DIRECTIONS.
Lines that contain "impl" are to be copied from the material, every one of them.

WORKING DATA.
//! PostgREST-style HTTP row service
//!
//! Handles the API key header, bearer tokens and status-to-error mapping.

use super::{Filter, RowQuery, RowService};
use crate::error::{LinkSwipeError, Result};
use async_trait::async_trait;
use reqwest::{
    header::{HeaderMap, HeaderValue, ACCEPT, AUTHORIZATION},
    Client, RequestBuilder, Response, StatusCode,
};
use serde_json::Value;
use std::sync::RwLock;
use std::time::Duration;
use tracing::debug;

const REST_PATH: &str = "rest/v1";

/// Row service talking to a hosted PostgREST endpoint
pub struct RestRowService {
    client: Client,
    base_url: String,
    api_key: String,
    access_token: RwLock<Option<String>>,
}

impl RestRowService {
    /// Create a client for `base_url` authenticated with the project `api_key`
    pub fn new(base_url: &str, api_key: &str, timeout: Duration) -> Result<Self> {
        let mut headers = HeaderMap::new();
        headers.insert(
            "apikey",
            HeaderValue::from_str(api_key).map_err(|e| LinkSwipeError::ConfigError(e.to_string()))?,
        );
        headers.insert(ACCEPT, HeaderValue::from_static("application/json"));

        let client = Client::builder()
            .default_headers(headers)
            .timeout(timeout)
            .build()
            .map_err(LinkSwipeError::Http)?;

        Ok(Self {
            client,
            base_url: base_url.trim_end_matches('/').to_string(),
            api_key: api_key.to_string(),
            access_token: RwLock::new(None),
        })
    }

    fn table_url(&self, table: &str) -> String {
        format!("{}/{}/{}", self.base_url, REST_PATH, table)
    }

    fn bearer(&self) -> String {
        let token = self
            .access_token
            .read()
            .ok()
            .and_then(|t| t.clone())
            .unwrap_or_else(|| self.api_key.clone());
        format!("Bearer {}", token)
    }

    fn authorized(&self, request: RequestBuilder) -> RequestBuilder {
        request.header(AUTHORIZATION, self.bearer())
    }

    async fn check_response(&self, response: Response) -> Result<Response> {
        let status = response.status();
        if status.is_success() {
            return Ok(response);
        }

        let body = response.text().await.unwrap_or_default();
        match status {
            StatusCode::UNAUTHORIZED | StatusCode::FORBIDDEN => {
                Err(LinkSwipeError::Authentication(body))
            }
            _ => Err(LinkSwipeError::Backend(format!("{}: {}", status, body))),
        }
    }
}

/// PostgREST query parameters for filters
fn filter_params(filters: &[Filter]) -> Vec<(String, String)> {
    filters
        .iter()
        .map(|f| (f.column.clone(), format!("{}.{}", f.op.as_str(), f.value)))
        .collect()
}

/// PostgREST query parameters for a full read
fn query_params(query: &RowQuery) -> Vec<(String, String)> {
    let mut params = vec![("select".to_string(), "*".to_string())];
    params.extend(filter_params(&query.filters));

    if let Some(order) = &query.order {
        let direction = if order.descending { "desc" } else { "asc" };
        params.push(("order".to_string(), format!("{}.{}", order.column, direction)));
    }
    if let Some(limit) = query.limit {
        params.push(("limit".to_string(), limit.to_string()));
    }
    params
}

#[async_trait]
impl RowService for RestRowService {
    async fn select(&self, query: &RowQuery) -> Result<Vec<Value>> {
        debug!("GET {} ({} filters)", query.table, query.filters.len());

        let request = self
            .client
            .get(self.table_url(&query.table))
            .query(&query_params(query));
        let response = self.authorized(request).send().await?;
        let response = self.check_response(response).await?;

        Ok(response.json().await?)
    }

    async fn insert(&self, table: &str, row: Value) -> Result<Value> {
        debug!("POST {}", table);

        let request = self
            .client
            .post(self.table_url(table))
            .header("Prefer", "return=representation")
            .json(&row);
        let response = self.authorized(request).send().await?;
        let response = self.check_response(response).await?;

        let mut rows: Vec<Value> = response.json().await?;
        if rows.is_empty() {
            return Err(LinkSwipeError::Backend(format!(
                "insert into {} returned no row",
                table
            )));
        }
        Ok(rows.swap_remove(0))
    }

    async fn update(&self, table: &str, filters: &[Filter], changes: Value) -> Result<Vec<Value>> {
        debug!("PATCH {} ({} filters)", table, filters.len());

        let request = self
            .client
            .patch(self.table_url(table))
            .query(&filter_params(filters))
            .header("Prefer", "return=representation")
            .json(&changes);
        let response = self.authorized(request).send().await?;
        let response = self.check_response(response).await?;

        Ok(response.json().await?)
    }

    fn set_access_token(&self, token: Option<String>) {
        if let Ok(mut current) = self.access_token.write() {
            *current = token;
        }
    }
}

YOUR SOLUTION.
impl RestRowService {
impl RowService for RestRowService {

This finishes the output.